* WHAT NEEDS TO BE DONE *
The material below contains a line with "pub mod api;" and a line with "use crate::constants;". Copy exactly those two lines and all lines between them.

* MATERIAL FOR THIS EXERCISE *
----------
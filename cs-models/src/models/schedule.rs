//! Schedule entity model.

use serde::{Deserialize, Serialize};

use cs_core::constants::SCHEDULE_WILDCARD;

/// A cron-like recurrence rule controlling when a message set is delivered.
///
/// Each field holds an arbitrary cron expression and is stored verbatim as a
/// string. Parsing or numeric coercion would destroy leading zeros and
/// range/list syntax like `"1-5"` or `"*/2"`, so none is ever attempted.
#[derive(Debug, Clone, PartialEq, Eq, Serialize, Deserialize)]
pub struct Schedule {
    #[serde(skip_serializing_if = "Option::is_none")]
    pub id: Option<u64>,
    pub minute: String,
    pub hour: String,
    pub day_of_week: String,
    pub day_of_month: String,
    pub month_of_year: String,
}

impl Default for Schedule {
    fn default() -> Self {
        Self {
            id: None,
            minute: SCHEDULE_WILDCARD.to_string(),
            hour: SCHEDULE_WILDCARD.to_string(),
            day_of_week: SCHEDULE_WILDCARD.to_string(),
            day_of_month: SCHEDULE_WILDCARD.to_string(),
            month_of_year: SCHEDULE_WILDCARD.to_string(),
        }
    }
}

impl Schedule {
    /// Sort key for canonical display ordering:
    /// (month_of_year, day_of_month, day_of_week, hour, minute).
    pub fn ordering_key(&self) -> (String, String, String, String, String) {
        (
            self.month_of_year.clone(),
            self.day_of_month.clone(),
            self.day_of_week.clone(),
            self.hour.clone(),
            self.minute.clone(),
        )
    }
}

/// Renders the schedule as a five-column cron line, spaces stripped from each
/// field and empty fields shown as the wildcard.
impl std::fmt::Display for Schedule {
    fn fmt(&self, f: &mut std::fmt::Formatter<'_>) -> std::fmt::Result {
        let rfield = |field: &str| {
            let cleaned = field.replace(' ', "");
            if cleaned.is_empty() {
                SCHEDULE_WILDCARD.to_string()
            } else {
                cleaned
            }
        };
        write!(
            f,
            "{} {} {} {} {} (m/h/d/dM/MY)",
            rfield(&self.minute),
            rfield(&self.hour),
            rfield(&self.day_of_week),
            rfield(&self.day_of_month),
            rfield(&self.month_of_year),
        )
    }
}
//! Message entity model and its resolved-content view.

use serde::{Deserialize, Serialize};

use crate::models::binary_content::BinaryContent;

/// One localized content unit within a message set.
///
/// Ordering inside a set is by `sequence_number`, which is not required to
/// be unique. At least one of `text_content`/`binary_content` must be set;
/// the store enforces that invariant on create and update.
#[derive(Debug, Clone, PartialEq, Serialize, Deserialize)]
pub struct Message {
    #[serde(skip_serializing_if = "Option::is_none")]
    pub id: Option<u64>,
    /// The message set this message belongs to.
    pub messageset: u64,
    /// Position within the set; ties keep insertion order.
    pub sequence_number: i64,
    /// Locale code, e.g. "eng_ZA".
    pub lang: Option<String>,
    pub text_content: Option<String>,
    /// Bare reference to a BinaryContent entity.
    pub binary_content: Option<u64>,
    #[serde(skip_serializing_if = "Option::is_none")]
    pub created_at: Option<String>,
    #[serde(skip_serializing_if = "Option::is_none")]
    pub updated_at: Option<String>,
}

impl Default for Message {
    fn default() -> Self {
        Self {
            id: None,
            messageset: 0,
            sequence_number: 0,
            lang: None,
            text_content: None,
            binary_content: None,
            created_at: None,
            updated_at: None,
        }
    }
}

/// Composite view returned by `GET /message/{id}/content`: the message with
/// its `binary_content` reference expanded to the full entity.
#[derive(Debug, Clone, PartialEq, Serialize, Deserialize)]
pub struct MessageContent {
    pub id: u64,
    pub messageset: u64,
    pub sequence_number: i64,
    pub lang: Option<String>,
    pub text_content: Option<String>,
    pub binary_content: Option<BinaryContent>,
    pub created_at: String,
    pub updated_at: String,
}
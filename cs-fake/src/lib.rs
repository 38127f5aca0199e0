//! Content Store Fake - A verified fake of the messaging content store API.
//!
//! This is a self-contained, in-memory emulation of the content store
//! service's HTTP-level contract: same routing rules, same validation
//! errors, same status codes and body shapes. It lets client code run its
//! tests without a live server or database while staying behaviorally
//! faithful to the real thing.
//!
//! The request pipeline is linear and short-circuiting:
//! auth gate -> router -> resource handler (validate, mutate/read, maybe
//! resolve content) -> response; any failure maps straight to a response
//! through the single error translation point in [`respond`].
//!
//! ```
//! use cs_core::{Method, Request};
//! use cs_fake::FakeContentStoreApi;
//! use serde_json::json;
//!
//! let mut api = FakeContentStoreApi::with_token("secret");
//! let request = Request::new(Method::Post, "/contentstore/schedule/")
//!     .with_body(json!({"minute": "1"}))
//!     .with_token("secret");
//! let response = api.handle_request(&request);
//! assert_eq!(response.code, 201);
//! ```

pub mod api;
pub mod auth;
pub mod resolver;
pub mod resources;
pub mod respond;
pub mod router;
pub mod store;

// Re-export key types
pub use api::FakeContentStoreApi;
pub use store::{ContentStore, Fields, ResourceStore};

// The abstract request/response records the fake speaks.
pub use cs_core::http::{Method, Request, Response};
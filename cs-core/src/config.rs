//! Configuration for the fake server and for API clients.
//!
//! Both configs are plain serde structs loadable from TOML, with every field
//! defaulted so a partial (or empty) document is valid. Nothing here touches
//! the network; the client transport decides what to do with the values.

use std::path::Path;

use serde::{Deserialize, Serialize};

use crate::constants;
use crate::error::CsResult;

/// Configuration for a fake content store instance.
#[derive(Debug, Clone, Serialize, Deserialize)]
pub struct FakeConfig {
    /// URL path prefix the API is mounted under (e.g. "/contentstore").
    #[serde(default = "default_url_prefix")]
    pub url_path_prefix: String,

    /// The single static token the auth gate accepts.
    #[serde(default)]
    pub auth_token: String,
}

impl Default for FakeConfig {
    fn default() -> Self {
        Self {
            url_path_prefix: default_url_prefix(),
            auth_token: String::new(),
        }
    }
}

impl FakeConfig {
    /// Build a config with the given token and the default prefix.
    pub fn with_token(auth_token: impl Into<String>) -> Self {
        Self {
            auth_token: auth_token.into(),
            ..Self::default()
        }
    }

    /// Parse a config from a TOML document.
    pub fn from_toml_str(doc: &str) -> CsResult<Self> {
        Ok(toml::from_str(doc)?)
    }

    /// Load a config from a TOML file on disk.
    pub fn load(path: &Path) -> CsResult<Self> {
        Self::from_toml_str(&std::fs::read_to_string(path)?)
    }
}

/// Configuration for a content store API client.
#[derive(Debug, Clone, Serialize, Deserialize)]
pub struct ClientConfig {
    /// Full URL of the API, prefix included (e.g. "http://testserver/contentstore").
    #[serde(default = "default_api_url")]
    pub api_url: String,

    /// Access token sent as `Authorization: Token <token>`.
    #[serde(default)]
    pub auth_token: String,

    /// Request timeout in milliseconds.
    #[serde(default = "default_api_timeout")]
    pub api_timeout_ms: u64,
}

impl Default for ClientConfig {
    fn default() -> Self {
        Self {
            api_url: default_api_url(),
            auth_token: String::new(),
            api_timeout_ms: default_api_timeout(),
        }
    }
}

impl ClientConfig {
    /// Parse a config from a TOML document.
    pub fn from_toml_str(doc: &str) -> CsResult<Self> {
        Ok(toml::from_str(doc)?)
    }

    /// Load a config from a TOML file on disk.
    pub fn load(path: &Path) -> CsResult<Self> {
        Self::from_toml_str(&std::fs::read_to_string(path)?)
    }

    /// The API url with any trailing slash removed, ready for path joining.
    pub fn api_root(&self) -> &str {
        self.api_url.trim_end_matches('/')
    }
}

fn default_url_prefix() -> String {
    constants::DEFAULT_URL_PREFIX.to_string()
}

fn default_api_url() -> String {
    format!("http://testserver{}", constants::DEFAULT_URL_PREFIX)
}

fn default_api_timeout() -> u64 {
    constants::DEFAULT_API_TIMEOUT_MS
}
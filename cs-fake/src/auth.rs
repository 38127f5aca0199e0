//! The auth gate: a single static-token check.
//!
//! Runs before routing, so an unauthenticated request is rejected even when
//! it names a resource type that does not exist.

use tracing::warn;

use cs_core::config::FakeConfig;
use cs_core::constants::AUTH_SCHEME;
use cs_core::error::{CsError, CsResult};
use cs_core::http::Request;

/// Compare the `Authorization` header against the exact `Token <token>`
/// form. Missing header, wrong scheme, and wrong token are all the same
/// failure.
pub fn check(config: &FakeConfig, request: &Request) -> CsResult<()> {
    let expected = format!("{AUTH_SCHEME} {}", config.auth_token);
    match request.headers.get("Authorization") {
        Some(value) if *value == expected => Ok(()),
        _ => {
            warn!(path = %request.path, "request rejected by auth gate");
            Err(CsError::Forbidden)
        }
    }
}
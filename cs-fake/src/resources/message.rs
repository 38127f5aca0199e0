//! Message resource specialization.
//!
//! Cross-entity checks: the `messageset` and `binary_content` references
//! must resolve when supplied, and the message must carry content. The
//! content invariant holds against the post-merge entity on update, so an
//! update clearing both content fields is rejected too.

use cs_core::error::{CsError, CsResult};
use cs_models::Message;

use crate::store::{ContentStore, Fields, ResourceStore};

/// Path segment and error-body name of this resource.
pub const RESOURCE: &str = "message";

const REQUIRED: &[&str] = &["messageset", "sequence_number"];

/// Build the message store.
pub fn store() -> ResourceStore {
    ResourceStore::new(
        RESOURCE,
        super::template_of::<Message>(),
        REQUIRED,
        &[],
        true,
    )
}

/// Create a message.
pub fn create(store: &mut ContentStore, fields: Fields) -> CsResult<Fields> {
    store.messages.check_fields(&fields)?;
    store.messages.check_required(&fields)?;
    check_sequence_number(&fields)?;
    check_content_present(&fields)?;
    super::check_reference(&fields, "messageset", &store.messagesets)?;
    super::check_reference(&fields, "binary_content", &store.binarycontents)?;
    Ok(store.messages.insert(fields).clone())
}

/// Update a message.
pub fn update(store: &mut ContentStore, id: u64, fields: Fields) -> CsResult<Fields> {
    let current = store.messages.get(id)?.clone();
    store.messages.check_fields(&fields)?;
    check_sequence_number(&fields)?;

    let mut merged = current;
    for (key, value) in &fields {
        merged.insert(key.clone(), value.clone());
    }
    check_content_present(&merged)?;
    super::check_reference(&fields, "messageset", &store.messagesets)?;
    super::check_reference(&fields, "binary_content", &store.binarycontents)?;
    Ok(store.messages.apply_update(id, fields)?.clone())
}

/// Ordering depends on `sequence_number` being a real integer; anything
/// else (strings included) is rejected rather than stored and mis-sorted.
fn check_sequence_number(fields: &Fields) -> CsResult<()> {
    match fields.get("sequence_number") {
        None | Some(serde_json::Value::Null) => Ok(()),
        Some(value) if value.is_i64() || value.is_u64() => Ok(()),
        Some(_) => Err(CsError::InvalidInteger {
            field: "sequence_number",
        }),
    }
}

/// At least one of text_content/binary_content must be present and non-null.
fn check_content_present(fields: &Fields) -> CsResult<()> {
    let has = |field: &str| fields.get(field).map(|v| !v.is_null()).unwrap_or(false);
    if has("text_content") || has("binary_content") {
        Ok(())
    } else {
        Err(CsError::MissingContent)
    }
}
//! BinaryContent resource specialization.
//!
//! The blob arrives base64-encoded in the `content` field together with the
//! original `filename`; both are required on create. The derived extension
//! is computed at view-resolution time, never stored.

use cs_core::error::CsResult;
use cs_models::BinaryContent;

use crate::store::{ContentStore, Fields, ResourceStore};

/// Path segment and error-body name of this resource.
pub const RESOURCE: &str = "binarycontent";

const REQUIRED: &[&str] = &["content", "filename"];

/// Build the binarycontent store.
pub fn store() -> ResourceStore {
    ResourceStore::new(
        RESOURCE,
        super::template_of::<BinaryContent>(),
        REQUIRED,
        &[],
        false,
    )
}

/// Create a binary content entity.
pub fn create(store: &mut ContentStore, fields: Fields) -> CsResult<Fields> {
    store.binarycontents.check_fields(&fields)?;
    store.binarycontents.check_required(&fields)?;
    Ok(store.binarycontents.insert(fields).clone())
}

/// Update a binary content entity.
pub fn update(store: &mut ContentStore, id: u64, fields: Fields) -> CsResult<Fields> {
    store.binarycontents.get(id)?;
    store.binarycontents.check_fields(&fields)?;
    Ok(store.binarycontents.apply_update(id, fields)?.clone())
}
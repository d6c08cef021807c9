//! # Socket Error Taxonomy
//!
//! ## Purpose
//!
//! Every operation of the socket layer, and every entry point of a protocol handler, reports
//! failures through one shared set of error kinds. Callers match on the kind rather than on
//! protocol-private codes.
//!
//! ## How it works
//!
//! `SockError` is a plain enum. Each kind has a POSIX errno equivalent (taken from `libc`), so
//! errors can cross into the `std::io` world with `?` and come back out of it when a protocol
//! handler surfaces an `io::Error`.
//!
//! ## Main components
//!
//! - `SockError`: the error kinds.
//! - `SockResult<T>`: the result alias used throughout the crate.

use std::io;
use thiserror::Error;

/// Result alias used by every socket operation.
pub type SockResult<T> = Result<T, SockError>;

/// Error kinds shared by the socket layer and protocol handlers.
#[derive(Debug, Error)]
pub enum SockError {
    #[error("invalid argument")]
    InvalidArgument,
    #[error("operation would block")]
    WouldBlock,
    #[error("operation now in progress")]
    InProgress,
    #[error("operation already in progress")]
    AlreadyInProgress,
    #[error("socket is already connected")]
    AlreadyConnected,
    #[error("socket is not connected")]
    NotConnected,
    #[error("connection aborted")]
    ConnectionAborted,
    #[error("address not available")]
    AddressUnavailable,
    #[error("address already in use")]
    AddressInUse,
    #[error("address family not supported by socket domain")]
    AddressFamilyUnsupported,
    #[error("no buffer space available")]
    ResourceExhausted,
    #[error("interrupted")]
    Interrupted,
    #[error("operation timed out")]
    TimedOut,
    #[error("operation not supported")]
    Unsupported,
    #[error("permission denied")]
    PermissionDenied,
    #[error("broken pipe")]
    BrokenPipe,
    #[error("socket has been destroyed")]
    NotSocket,
    /// A protocol handler failure that has no generic kind.
    #[error("protocol error: {0}")]
    ProtocolError(#[source] io::Error),
    #[error("socket is defunct")]
    Defunct,
}

impl SockError {
    /// Returns the errno value for this kind.
    pub fn errno(&self) -> i32 {
        match self {
            SockError::InvalidArgument => libc::EINVAL,
            SockError::WouldBlock => libc::EWOULDBLOCK,
            SockError::InProgress => libc::EINPROGRESS,
            SockError::AlreadyInProgress => libc::EALREADY,
            SockError::AlreadyConnected => libc::EISCONN,
            SockError::NotConnected => libc::ENOTCONN,
            SockError::ConnectionAborted => libc::ECONNABORTED,
            SockError::AddressUnavailable => libc::EADDRNOTAVAIL,
            SockError::AddressInUse => libc::EADDRINUSE,
            SockError::AddressFamilyUnsupported => libc::EAFNOSUPPORT,
            SockError::ResourceExhausted => libc::ENOBUFS,
            SockError::Interrupted => libc::EINTR,
            SockError::TimedOut => libc::ETIMEDOUT,
            SockError::Unsupported => libc::EOPNOTSUPP,
            SockError::PermissionDenied => libc::EPERM,
            SockError::BrokenPipe => libc::EPIPE,
            SockError::NotSocket => libc::EBADF,
            SockError::ProtocolError(e) => e.raw_os_error().unwrap_or(libc::EPROTO),
            SockError::Defunct => libc::ENODEV,
        }
    }

    /// Maps an errno value back to a kind. Codes without a kind become `ProtocolError`.
    pub fn from_errno(code: i32) -> Self {
        match code {
            libc::EINVAL => SockError::InvalidArgument,
            libc::EWOULDBLOCK => SockError::WouldBlock,
            libc::EINPROGRESS => SockError::InProgress,
            libc::EALREADY => SockError::AlreadyInProgress,
            libc::EISCONN => SockError::AlreadyConnected,
            libc::ENOTCONN => SockError::NotConnected,
            libc::ECONNABORTED => SockError::ConnectionAborted,
            libc::EADDRNOTAVAIL => SockError::AddressUnavailable,
            libc::EADDRINUSE => SockError::AddressInUse,
            libc::EAFNOSUPPORT => SockError::AddressFamilyUnsupported,
            libc::ENOBUFS => SockError::ResourceExhausted,
            libc::EINTR => SockError::Interrupted,
            libc::ETIMEDOUT => SockError::TimedOut,
            libc::EOPNOTSUPP => SockError::Unsupported,
            libc::EPERM => SockError::PermissionDenied,
            libc::EPIPE => SockError::BrokenPipe,
            libc::EBADF => SockError::NotSocket,
            libc::ENODEV => SockError::Defunct,
            code => SockError::ProtocolError(io::Error::from_raw_os_error(code)),
        }
    }

    /// `true` for outcomes a caller may retry: `WouldBlock` and `Interrupted`.
    pub fn is_transient(&self) -> bool {
        matches!(self, SockError::WouldBlock | SockError::Interrupted)
    }
}

impl From<SockError> for io::Error {
    fn from(error: SockError) -> Self {
        match error {
            SockError::ProtocolError(e) => e,
            other => io::Error::from_raw_os_error(other.errno()),
        }
    }
}

impl From<io::Error> for SockError {
    fn from(error: io::Error) -> Self {
        if let Some(code) = error.raw_os_error() {
            return SockError::from_errno(code);
        }
        match error.kind() {
            io::ErrorKind::WouldBlock => SockError::WouldBlock,
            io::ErrorKind::Interrupted => SockError::Interrupted,
            io::ErrorKind::TimedOut => SockError::TimedOut,
            io::ErrorKind::PermissionDenied => SockError::PermissionDenied,
            io::ErrorKind::AddrInUse => SockError::AddressInUse,
            io::ErrorKind::AddrNotAvailable => SockError::AddressUnavailable,
            io::ErrorKind::BrokenPipe => SockError::BrokenPipe,
            io::ErrorKind::NotConnected => SockError::NotConnected,
            io::ErrorKind::ConnectionAborted => SockError::ConnectionAborted,
            io::ErrorKind::InvalidInput => SockError::InvalidArgument,
            io::ErrorKind::Unsupported => SockError::Unsupported,
            _ => SockError::ProtocolError(error),
        }
    }
}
----------
* RESULT OF THIS TASK *
pub mod api;
pub mod auth;
pub mod resolver;
pub mod resources;
pub mod respond;
pub mod router;
pub mod store;

// Re-export key types
pub use api::FakeContentStoreApi;
pub use store::{ContentStore, Fields, ResourceStore};

// The abstract request/response records the fake speaks.
pub use cs_core::http::{Method, Request, Response};
filename cs-core/src/config.rs
//! Configuration for the fake server and for API clients.
//!
//! Both configs are plain serde structs loadable from TOML, with every field
//! defaulted so a partial (or empty) document is valid. Nothing here touches
//! the network; the client transport decides what to do with the values.

use std::path::Path;

use serde::{Deserialize, Serialize};

use crate::constants;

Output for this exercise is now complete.